(Given records Opens)

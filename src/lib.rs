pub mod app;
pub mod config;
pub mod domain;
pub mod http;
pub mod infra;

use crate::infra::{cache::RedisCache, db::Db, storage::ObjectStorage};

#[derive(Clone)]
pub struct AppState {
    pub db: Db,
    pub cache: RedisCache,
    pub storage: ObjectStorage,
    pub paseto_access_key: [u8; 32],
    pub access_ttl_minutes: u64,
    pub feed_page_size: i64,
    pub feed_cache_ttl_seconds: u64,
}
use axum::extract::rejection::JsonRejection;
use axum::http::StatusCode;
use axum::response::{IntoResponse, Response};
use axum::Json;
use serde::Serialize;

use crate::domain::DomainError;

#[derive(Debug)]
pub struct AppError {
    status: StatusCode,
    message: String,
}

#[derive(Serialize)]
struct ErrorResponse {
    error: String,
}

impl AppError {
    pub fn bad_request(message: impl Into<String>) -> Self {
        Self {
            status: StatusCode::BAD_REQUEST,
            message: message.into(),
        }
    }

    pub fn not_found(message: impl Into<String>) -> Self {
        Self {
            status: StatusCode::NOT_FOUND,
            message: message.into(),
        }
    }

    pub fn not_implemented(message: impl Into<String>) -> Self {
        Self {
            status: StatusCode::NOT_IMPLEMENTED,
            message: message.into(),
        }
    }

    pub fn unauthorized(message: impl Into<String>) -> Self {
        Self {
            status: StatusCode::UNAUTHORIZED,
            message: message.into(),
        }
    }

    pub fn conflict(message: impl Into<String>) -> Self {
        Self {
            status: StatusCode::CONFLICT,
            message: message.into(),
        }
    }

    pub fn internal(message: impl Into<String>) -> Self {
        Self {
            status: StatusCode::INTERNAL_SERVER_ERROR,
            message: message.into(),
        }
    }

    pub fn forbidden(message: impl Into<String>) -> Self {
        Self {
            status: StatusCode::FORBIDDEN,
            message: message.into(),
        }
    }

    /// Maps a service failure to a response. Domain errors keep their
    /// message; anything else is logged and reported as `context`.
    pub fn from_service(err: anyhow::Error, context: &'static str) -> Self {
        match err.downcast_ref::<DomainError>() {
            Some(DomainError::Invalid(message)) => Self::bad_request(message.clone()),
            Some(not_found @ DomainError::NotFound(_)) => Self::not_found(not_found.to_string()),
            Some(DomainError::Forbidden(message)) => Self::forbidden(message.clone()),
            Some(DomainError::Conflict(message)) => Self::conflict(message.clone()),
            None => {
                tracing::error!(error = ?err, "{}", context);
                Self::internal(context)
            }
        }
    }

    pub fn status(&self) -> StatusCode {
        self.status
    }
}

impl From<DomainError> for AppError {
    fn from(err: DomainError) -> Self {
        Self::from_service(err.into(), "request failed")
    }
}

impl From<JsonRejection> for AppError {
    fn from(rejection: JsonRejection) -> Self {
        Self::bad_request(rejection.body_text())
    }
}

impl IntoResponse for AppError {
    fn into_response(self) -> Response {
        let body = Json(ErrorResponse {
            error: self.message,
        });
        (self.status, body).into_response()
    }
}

(Given records Closes)
(Given records Opens)

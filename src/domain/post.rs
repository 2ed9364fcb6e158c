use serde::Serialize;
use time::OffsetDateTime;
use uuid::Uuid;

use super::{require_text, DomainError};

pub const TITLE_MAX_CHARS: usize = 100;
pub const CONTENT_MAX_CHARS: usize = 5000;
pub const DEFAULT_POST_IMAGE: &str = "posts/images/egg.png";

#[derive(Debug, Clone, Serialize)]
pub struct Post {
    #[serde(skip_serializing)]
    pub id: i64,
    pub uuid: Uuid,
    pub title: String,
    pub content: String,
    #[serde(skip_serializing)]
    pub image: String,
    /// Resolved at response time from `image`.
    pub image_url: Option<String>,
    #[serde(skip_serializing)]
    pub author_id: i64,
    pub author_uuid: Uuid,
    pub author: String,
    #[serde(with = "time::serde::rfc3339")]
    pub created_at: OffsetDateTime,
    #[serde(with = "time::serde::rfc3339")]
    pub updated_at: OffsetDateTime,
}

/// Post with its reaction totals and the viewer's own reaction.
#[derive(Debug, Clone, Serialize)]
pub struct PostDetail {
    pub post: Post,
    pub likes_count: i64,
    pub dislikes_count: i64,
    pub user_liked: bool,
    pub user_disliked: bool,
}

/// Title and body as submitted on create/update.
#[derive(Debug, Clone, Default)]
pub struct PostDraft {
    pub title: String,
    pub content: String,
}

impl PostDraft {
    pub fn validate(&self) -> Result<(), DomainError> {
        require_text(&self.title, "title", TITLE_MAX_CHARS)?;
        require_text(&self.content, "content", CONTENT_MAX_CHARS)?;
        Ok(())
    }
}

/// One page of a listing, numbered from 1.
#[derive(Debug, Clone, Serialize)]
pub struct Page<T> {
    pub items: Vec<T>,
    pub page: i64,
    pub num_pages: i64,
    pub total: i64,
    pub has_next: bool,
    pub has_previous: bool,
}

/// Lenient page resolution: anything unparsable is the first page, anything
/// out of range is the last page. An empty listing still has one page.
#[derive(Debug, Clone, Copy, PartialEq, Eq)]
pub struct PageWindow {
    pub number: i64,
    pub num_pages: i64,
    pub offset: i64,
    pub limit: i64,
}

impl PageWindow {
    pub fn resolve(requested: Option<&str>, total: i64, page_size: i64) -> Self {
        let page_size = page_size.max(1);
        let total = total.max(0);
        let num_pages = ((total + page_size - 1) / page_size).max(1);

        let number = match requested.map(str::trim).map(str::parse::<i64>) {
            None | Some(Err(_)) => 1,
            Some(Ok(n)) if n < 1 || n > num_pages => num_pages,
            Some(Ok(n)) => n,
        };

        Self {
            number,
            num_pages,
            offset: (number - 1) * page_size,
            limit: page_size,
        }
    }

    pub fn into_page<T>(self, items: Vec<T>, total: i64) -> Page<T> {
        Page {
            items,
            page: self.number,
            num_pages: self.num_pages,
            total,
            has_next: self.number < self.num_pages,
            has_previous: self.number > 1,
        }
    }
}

(Given records Closes)

### What to do
Look through the entries, and return every line that the word "requested" appears in.

### Finished task
    pub fn resolve(requested: Option<&str>, total: i64, page_size: i64) -> Self {
        let number = match requested.map(str::trim).map(str::parse::<i64>) {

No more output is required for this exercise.